I’m not sure whether people wrote with the hope of winning this illustration, but it seems like once they started living like Julia the joy of the endeavor took over. Check out the beautiful results here on Pinterest.
My mother used to say that clichés are merely proof that some things are true most of the time. Truly, it was difficult to choose the “best” blogger. Pretty much every post was well-written, engaging, and eye-opening. One high school aged blogger, inspired by Julia’s love of letter-writing, got herself an Irish pen pal. One frazzled mother of a tiny infant tried to learn to be amused amid the chaos of everyday life. Bloggers lived like Julia while traveling in Paris and Italy, testing recipes for vegan Hollandaise sauce, and recovering from being thrown from a horse. One of my favorite blogs was written by a resolute non-cook. One writer chronicled her attempt to “live with abandon” after her husband recovered from surgery for a rare form of brain cancer.
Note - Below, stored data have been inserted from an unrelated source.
//! Serialises laid-out pages into a PDF using the base-14 Helvetica faces.

use lopdf::content::{Content, Operation};
use lopdf::{dictionary, Dictionary, Document, Object, Stream, StringFormat};

use crate::render::encoding::encode_text_string;
use crate::render::font_metrics::FontVariant;
use crate::render::layout::{DrawOp, Page, PageGeometry, Rgb};

const PRODUCER: &str = concat!("stratagem-api ", env!("CARGO_PKG_VERSION"));

fn color_operands(color: Rgb) -> Vec<Object> {
    vec![color.0.into(), color.1.into(), color.2.into()]
}

fn operations(page: &Page) -> Vec<Operation> {
    let mut ops = Vec::new();
    for op in &page.ops {
        match op {
            DrawOp::Text {
                x,
                y,
                font,
                size,
                color,
                bytes,
            } => {
                ops.push(Operation::new("BT", vec![]));
                ops.push(Operation::new("rg", color_operands(*color)));
                ops.push(Operation::new(
                    "Tf",
                    vec![
                        Object::Name(font.resource_name().as_bytes().to_vec()),
                        (*size).into(),
                    ],
                ));
                ops.push(Operation::new("Td", vec![(*x).into(), (*y).into()]));
                ops.push(Operation::new(
                    "Tj",
                    vec![Object::string_literal(bytes.clone())],
                ));
                ops.push(Operation::new("ET", vec![]));
            }
            DrawOp::Line {
                x1,
                y1,
                x2,
                y2,
                width,
                color,
            } => {
                ops.push(Operation::new("RG", color_operands(*color)));
                ops.push(Operation::new("w", vec![(*width).into()]));
                ops.push(Operation::new("m", vec![(*x1).into(), (*y1).into()]));
                ops.push(Operation::new("l", vec![(*x2).into(), (*y2).into()]));
                ops.push(Operation::new("S", vec![]));
            }
            DrawOp::Rect {
                x,
                y,
                width,
                height,
                color,
            } => {
                ops.push(Operation::new("rg", color_operands(*color)));
                ops.push(Operation::new(
                    "re",
                    vec![(*x).into(), (*y).into(), (*width).into(), (*height).into()],
                ));
                ops.push(Operation::new("f", vec![]));
            }
        }
    }
    ops
}

fn font_resources(doc: &mut Document) -> Dictionary {
    let mut fonts = Dictionary::new();
    for variant in FontVariant::ALL {
        let font_id = doc.add_object(dictionary! {
            "Type" => "Font",
            "Subtype" => "Type1",
            "BaseFont" => variant.base_font(),
            "Encoding" => "WinAnsiEncoding",
        });
        fonts.set(variant.resource_name(), font_id);
    }
    fonts
}

/// Builds the PDF file. Output is a pure function of the inputs.
pub fn write_pdf(
    pages: &[Page],
    geometry: &PageGeometry,
    title: &str,
) -> Result<Vec<u8>, lopdf::Error> {
    let mut doc = Document::with_version("1.5");
    let pages_id = doc.new_object_id();

    let fonts = font_resources(&mut doc);
    let resources_id = doc.add_object(dictionary! {
        "Font" => fonts,
    });

    let mut kids: Vec<Object> = Vec::with_capacity(pages.len());
    for page in pages {
        let content = Content {
            operations: operations(page),
        };
        let content_id = doc.add_object(Stream::new(dictionary! {}, content.encode()?));
        let page_id = doc.add_object(dictionary! {
            "Type" => "Page",
            "Parent" => pages_id,
            "Contents" => content_id,
        });
        kids.push(page_id.into());
    }

    let page_count = kids.len() as i64;
    let pages_dict = dictionary! {
        "Type" => "Pages",
        "Kids" => kids,
        "Count" => page_count,
        "Resources" => resources_id,
        "MediaBox" => vec![
            Object::Integer(0),
            Object::Integer(0),
            geometry.width.into(),
            geometry.height.into(),
        ],
    };
    doc.objects.insert(pages_id, Object::Dictionary(pages_dict));

    let catalog_id = doc.add_object(dictionary! {
        "Type" => "Catalog",
        "Pages" => pages_id,
    });
    let info_id = doc.add_object(dictionary! {
        "Title" => Object::String(encode_text_string(title), StringFormat::Hexadecimal),
        "Producer" => Object::string_literal(PRODUCER),
    });
    doc.trailer.set("Root", catalog_id);
    doc.trailer.set("Info", info_id);
    doc.compress();

    let mut buffer = Vec::new();
    doc.save_to(&mut buffer)?;
    Ok(buffer)
}
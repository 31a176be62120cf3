use crate::analysis::pipeline::Pipeline;
use crate::artifacts::ArtifactStore;
use crate::config::Config;

/// Shared application state injected into all route handlers via Axum extractors.
/// Holds only immutable config and `Arc`-backed services; requests share no
/// mutable state.
#[derive(Clone)]
pub struct AppState {
    pub config: Config,
    /// Generation client, prompt templates and renderer, wired per task flow.
    pub pipeline: Pipeline,
    pub artifacts: ArtifactStore,
}
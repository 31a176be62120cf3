//! Analysis pipeline: wires lookup results, evidence, prompts, generation,
//! rendering and storage into the three task flows.
//!
//! Flow: aggregate evidence → render prompt → generate → shape document →
//!       render PDF → store → return handles.
//!
//! Each call is one linear pass. Nothing is retried: a failed generation is
//! reported and the caller re-submits.

use std::sync::Arc;
use std::time::Duration;

use serde::Serialize;
use tracing::{debug, info};
use uuid::Uuid;

use crate::artifacts::ArtifactStore;
use crate::errors::AppError;
use crate::evidence::{aggregate, AggregatedEvidence, EvidenceDocument, PdfTextExtractor, TextExtractor};
use crate::llm_client::{ApiCredential, LlmError, TextGenerator};
use crate::prompts::{PromptTemplates, TaskKind};
use crate::records::Record;
use crate::render::{render_document, DocumentRenderer};

/// Questions kept from one questionnaire generation.
pub const MAX_QUESTIONS: usize = 90;

const HEADER_RULE_WIDTH: usize = 50;
const PART_RULE_WIDTH: usize = 60;

// ────────────────────────────────────────────────────────────────────────────
// Data models
// ────────────────────────────────────────────────────────────────────────────

#[derive(Debug, Clone, Serialize)]
pub struct QuestionnaireOutcome {
    pub business_name: String,
    pub questions: Vec<String>,
    pub pdf_id: Uuid,
}

#[derive(Debug, Clone, Serialize)]
pub struct SwotOutcome {
    pub business_name: String,
    pub swot_analysis: String,
    pub processed_files: Vec<String>,
    pub pdf_id: Uuid,
}

#[derive(Debug, Clone, Serialize)]
pub struct ActionPlanOutcome {
    pub business_name: String,
    pub action_plan: String,
    pub processed_files: Vec<String>,
    /// Action plan on its own.
    pub action_pdf_id: Uuid,
    /// SWOT followed by the action plan.
    pub comprehensive_pdf_id: Uuid,
}

// ────────────────────────────────────────────────────────────────────────────
// Pipeline
// ────────────────────────────────────────────────────────────────────────────

/// The collaborators every task flow needs. Cheap to clone.
#[derive(Clone)]
pub struct Pipeline<E = PdfTextExtractor> {
    llm: Arc<dyn TextGenerator>,
    prompts: Arc<PromptTemplates>,
    renderer: Arc<dyn DocumentRenderer>,
    artifacts: ArtifactStore,
    extractor: E,
    extraction_timeout: Duration,
}

impl Pipeline<PdfTextExtractor> {
    pub fn new(
        llm: Arc<dyn TextGenerator>,
        prompts: Arc<PromptTemplates>,
        renderer: Arc<dyn DocumentRenderer>,
        artifacts: ArtifactStore,
        extraction_timeout: Duration,
    ) -> Self {
        Self {
            llm,
            prompts,
            renderer,
            artifacts,
            extractor: PdfTextExtractor,
            extraction_timeout,
        }
    }
}
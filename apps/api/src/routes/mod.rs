pub mod health;

use axum::{
    extract::DefaultBodyLimit,
    routing::{get, post},
    Json, Router,
};
use serde_json::{json, Value};

use crate::analysis::handlers;
use crate::state::AppState;

/// Every route the service exposes, with its methods. Served by `/api/routes`.
const ROUTES: &[(&str, &[&str])] = &[
    ("/", &["GET"]),
    ("/api/routes", &["GET"]),
    ("/api/health", &["GET"]),
    ("/api/generate-questions", &["POST"]),
    ("/api/generate-swot", &["POST"]),
    ("/api/generate-action-plan", &["POST"]),
    ("/api/download-pdf/:pdf_id", &["GET"]),
];

/// GET /api/routes
async fn list_routes() -> Json<Value> {
    let routes: Vec<Value> = ROUTES
        .iter()
        .map(|(path, methods)| json!({ "path": path, "methods": methods }))
        .collect();
    Json(json!({ "routes": routes }))
}

pub fn build_router(state: AppState) -> Router {
    let body_limit = state.config.max_upload_bytes;

    Router::new()
        .route("/", get(health::root_handler))
        .route("/api/routes", get(list_routes))
        .route("/api/health", get(health::health_handler))
        // Analysis API
        .route(
            "/api/generate-questions",
            post(handlers::handle_generate_questions),
        )
        .route("/api/generate-swot", post(handlers::handle_generate_swot))
        .route(
            "/api/generate-action-plan",
            post(handlers::handle_generate_action_plan),
        )
        .route(
            "/api/download-pdf/:pdf_id",
            get(handlers::handle_download_pdf),
        )
        .layer(DefaultBodyLimit::max(body_limit))
        .with_state(state)
}

// ────────────────────────────────────────────────────────────────────────────
// Tests
// ────────────────────────────────────────────────────────────────────────────
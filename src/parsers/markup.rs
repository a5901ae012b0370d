//! Structured markup: JSON Lines and XML record streams.
//!
//! JSON fields are addressed with JSON pointers (`/identifiers/smiles`). XML
//! fields are paths relative to the record element: `child/grandchild` for
//! element text, `@attr` or `child/@attr` for attributes.

use std::io::BufRead;
use std::iter;

use quick_xml::Reader;
use quick_xml::events::{BytesStart, Event};
use serde::Serialize;
use serde_json::Value;

use super::{Metadata, NumberedLines, ParseContext, RecordStream};

#[derive(Debug, Clone, PartialEq, Eq, Serialize)]
pub struct JsonLinesConfig {
    pub id_pointer: Option<String>,
    pub structure_pointers: Vec<String>,
}

impl JsonLinesConfig {
    pub fn new(structure_pointers: &[&str]) -> Self {
        Self {
            id_pointer: None,
            structure_pointers: structure_pointers.iter().map(|p| p.to_string()).collect(),
        }
    }

    pub fn id_pointer(mut self, pointer: &str) -> Self {
        self.id_pointer = Some(pointer.to_string());
        self
    }
}

#[derive(Debug, Clone, PartialEq, Eq, Serialize)]
pub struct XmlConfig {
    pub record_element: String,
    pub id_path: Option<String>,
    pub structure_paths: Vec<String>,
}

impl XmlConfig {
    pub fn new(record_element: &str, structure_paths: &[&str]) -> Self {
        Self {
            record_element: record_element.to_string(),
            id_path: None,
            structure_paths: structure_paths.iter().map(|p| p.to_string()).collect(),
        }
    }

    pub fn id_path(mut self, path: &str) -> Self {
        self.id_path = Some(path.to_string());
        self
    }
}

pub(crate) fn parse_json_lines<'a>(
    config: &'a JsonLinesConfig,
    input: Box<dyn BufRead + 'a>,
    context: ParseContext,
) -> RecordStream<'a> {
    let lines = NumberedLines::new(input)
        .filter(|(_, text)| text.as_ref().map(|t| !t.trim().is_empty()).unwrap_or(true));

    Box::new(lines.map(move |(line, text)| {
        let text = text.map_err(|reason| context.error(Some(line), reason))?;
        let value: Value =
            serde_json::from_str(&text).map_err(|err| context.error(Some(line), err.to_string()))?;

        let structure = config
            .structure_pointers
            .iter()
            .find_map(|pointer| value.pointer(pointer).and_then(scalar));
        let id = config
            .id_pointer
            .as_ref()
            .and_then(|pointer| value.pointer(pointer).and_then(scalar));

        let mut metadata = Metadata::new();
        if let Value::Object(fields) = &value {
            for (name, field) in fields {
                let pointer = format!("/{name}");
                if config.structure_pointers.contains(&pointer)
                    || config.id_pointer.as_ref() == Some(&pointer)
                {
                    continue;
                }
                if let Some(text) = scalar(field) {
                    metadata.insert(name.clone(), text);
                }
            }
        }

        context.finish(Some(line), id.as_deref(), structure.as_deref(), metadata)
    }))
}

/// Strings as-is, numbers and booleans printed, nested values as compact JSON.
fn scalar(value: &Value) -> Option<String> {
    match value {
        Value::Null => None,
        Value::String(text) => Some(text.clone()),
        Value::Bool(_) | Value::Number(_) => Some(value.to_string()),
        Value::Array(_) | Value::Object(_) => Some(value.to_string()),
    }
}

/// Values collected for one record element, keyed by relative path. XML
/// records are located by their ordinal rather than a line number.
struct XmlRecord {
    line: u64,
    depth: usize,
    path: Vec<String>,
    fields: Metadata,
}

impl XmlRecord {
    fn open(line: u64) -> Self {
        Self {
            line,
            depth: 0,
            path: Vec::new(),
            fields: Metadata::new(),
        }
    }

    fn key(&self, leaf: Option<&str>) -> String {
        let mut parts: Vec<&str> = self.path.iter().map(String::as_str).collect();
        if let Some(leaf) = leaf {
            parts.push(leaf);
        }
        parts.join("/")
    }

    fn attributes(&mut self, element: &BytesStart<'_>) -> Result<(), String> {
        for attribute in element.attributes() {
            let attribute = attribute.map_err(|err| err.to_string())?;
            let name = format!("@{}", String::from_utf8_lossy(attribute.key.local_name().as_ref()));
            let value = attribute.unescape_value().map_err(|err| err.to_string())?;
            let key = self.key(Some(&name));
            self.fields.insert(key, value.into_owned());
        }
        Ok(())
    }

    fn text(&mut self, text: &str) {
        let text = text.trim();
        if text.is_empty() || self.path.is_empty() {
            return;
        }
        let key = self.key(None);
        self.fields
            .entry(key)
            .and_modify(|existing| existing.push_str(text))
            .or_insert_with(|| text.to_string());
    }
}

pub(crate) fn parse_xml<'a>(
    config: &'a XmlConfig,
    input: Box<dyn BufRead + 'a>,
    context: ParseContext,
) -> RecordStream<'a> {
    let mut reader = Reader::from_reader(input);
    reader.config_mut().trim_text(true);
    let mut buf = Vec::new();
    let mut current: Option<XmlRecord> = None;
    let mut ordinal = 0u64;
    let mut finished = false;

    Box::new(iter::from_fn(move || {
        if finished {
            return None;
        }
        loop {
            buf.clear();
            let event = match reader.read_event_into(&mut buf) {
                Ok(event) => event,
                Err(err) => {
                    finished = true;
                    let line = current.as_ref().map(|record| record.line);
                    return Some(Err(context.error(line, err.to_string())));
                }
            };
            let outcome: Result<Option<XmlRecord>, String> = match event {
                Event::Start(element) => {
                    let name = String::from_utf8_lossy(element.local_name().as_ref()).into_owned();
                    match current.as_mut() {
                        Some(record) => {
                            record.depth += 1;
                            record.path.push(name);
                            record.attributes(&element).map(|_| None)
                        }
                        None if name == config.record_element => {
                            ordinal += 1;
                            let mut record = XmlRecord::open(ordinal);
                            let result = record.attributes(&element);
                            current = Some(record);
                            result.map(|_| None)
                        }
                        None => Ok(None),
                    }
                }
                Event::Empty(element) => {
                    let name = String::from_utf8_lossy(element.local_name().as_ref()).into_owned();
                    match current.as_mut() {
                        Some(record) => {
                            record.path.push(name);
                            let result = record.attributes(&element);
                            record.path.pop();
                            result.map(|_| None)
                        }
                        None if name == config.record_element => {
                            ordinal += 1;
                            let mut record = XmlRecord::open(ordinal);
                            record.attributes(&element).map(|_| Some(record))
                        }
                        None => Ok(None),
                    }
                }
                Event::Text(text) => {
                    if let Some(record) = current.as_mut() {
                        match text.unescape() {
                            Ok(value) => record.text(&value),
                            Err(err) => {
                                current = None;
                                return Some(Err(context.error(None, err.to_string())));
                            }
                        }
                    }
                    Ok(None)
                }
                Event::CData(data) => {
                    if let Some(record) = current.as_mut() {
                        record.text(&String::from_utf8_lossy(&data.into_inner()));
                    }
                    Ok(None)
                }
                Event::End(_) => match current.as_mut() {
                    Some(record) if record.depth > 0 => {
                        record.depth -= 1;
                        record.path.pop();
                        Ok(None)
                    }
                    Some(_) => Ok(current.take()),
                    None => Ok(None),
                },
                Event::Eof => {
                    finished = true;
                    return current
                        .take()
                        .map(|record| Err(context.error(Some(record.line), "unterminated record")));
                }
                _ => Ok(None),
            };

            match outcome {
                Ok(Some(record)) => return Some(finish_xml(config, &context, record)),
                Ok(None) => {}
                Err(reason) => {
                    let line = current.take().map(|record| record.line);
                    return Some(Err(context.error(line, reason)));
                }
            }
        }
    }))
}

fn finish_xml(config: &XmlConfig, context: &ParseContext, record: XmlRecord) -> super::RecordResult {
    let XmlRecord { line, mut fields, .. } = record;
    let structure = config
        .structure_paths
        .iter()
        .find_map(|path| fields.get(path).cloned());
    let id = config.id_path.as_ref().and_then(|path| fields.get(path).cloned());
    fields.retain(|key, _| !config.structure_paths.contains(key) && config.id_path.as_ref() != Some(key));
    context.finish(Some(line), id.as_deref(), structure.as_deref(), fields)
}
That one brought me to tears.
But the writer who really brought it, who focused every day and in every one of her posts — and there were many — on her rule of choice, Rule #3 Learn to Be Amused — who dug down and analyzed what it actually means to be amused, and incorporated the pursuit of amusement in her life and on her blog, who has a great mind, heart and a hell of a sense of humor (she was once a stand-up comic) is Eufemia Fantetti.
Eufemia is a graduate of The Writer’s Studio at SFU and the University of Guelph’s MFA in Creative Writing. Her fiction, nonfiction and playwriting have been published in the anthologies Contours, Beyond Crazy, eye wuz here and Fish 2012. Her work has also appeared in Accenti, Event and Open Minds Quarterly. She is a winner of the 2009 Event Magazine Non-Fiction Contest, the 7th annual Accenti Writing Contest and was a two-time finalist for the Theatre BC National Playwriting Competition. Her writing has also been nominated for the 2010 Creative Nonfiction Collective Reader’s Choice Award. Her essay, Alphabet Autobiografica, was listed as a notable essay in the 2009 Best American Essay Series. Mother Tongue Publishing will be releasing her short fiction collection, A Recipe for Disaster & Other Unlikely Tales of Love, in November 2013
Congratulations, Eufemia!
Congratulaitons, Eufemia! Well-deserved.